Teoretycznie możliwa jest sytuacja, kiedy program na GPLv2 (i tylko na
niej, a nie "v2 or later") nie jest dostępny publicznie (np. sprzedany
tylko jednemu licencjobiorcy) i autor wpadnie na pomysł, żeby po 5
latach licencję cofnąć...
Ciekawe zagadnienie :)
R.
-
6. Data: 2007-10-15 14:39:05
Temat: Re: [autorskie] GPL a art. 66 Ustawy
Od: p...@g...pl (Piotr Dembiński)
Robert Osowiecki <r...@r...art.pl> writes:
[...]
> Czyli momentem udzielenia licencji jest każda redystrybucja programu
> :) Jak się zbliża ten groźny 5 letni termin, wystarczy ściągnąć go
> na powrót z jakiegoś FTP-a czy CVS-a i "zresetować" licznik.
To na pewno. Chodziło mi systemy wbudowane (ang. embedded), w których
program jest zainstalowany raz i działa jakieś dziesięć lat bez
przerwy, bez konieczności serwisowania. Z art. 66 i 68 wynikałoby,
że taki sprzęt wymagałby reinstalacji oprogramowania circa co pięć lat.

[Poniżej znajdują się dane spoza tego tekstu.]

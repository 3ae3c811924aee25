//! Driving input
//!
//! This crate turns keyboard state into vehicle motion.

mod vehicle_controller;

pub use vehicle_controller::{ChassisControl, VehicleController};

> Teoretycznie możliwa jest sytuacja, kiedy program na GPLv2
> (i tylko na niej, a nie "v2 or later") nie jest dostępny publicznie
> (np. sprzedany tylko jednemu licencjobiorcy) i autor wpadnie na
> pomysł, żeby po 5 latach licencję cofnąć...
>
> Ciekawe zagadnienie :)
Inną ciekawą sprawą jest licencjonowanie oprogramowania typu firmware
(BIOS etc). Czy po pięciu latach należałoby takie -- dostarczane
zwykle jako część sprzętu -- oprogramowanie relicencjonować?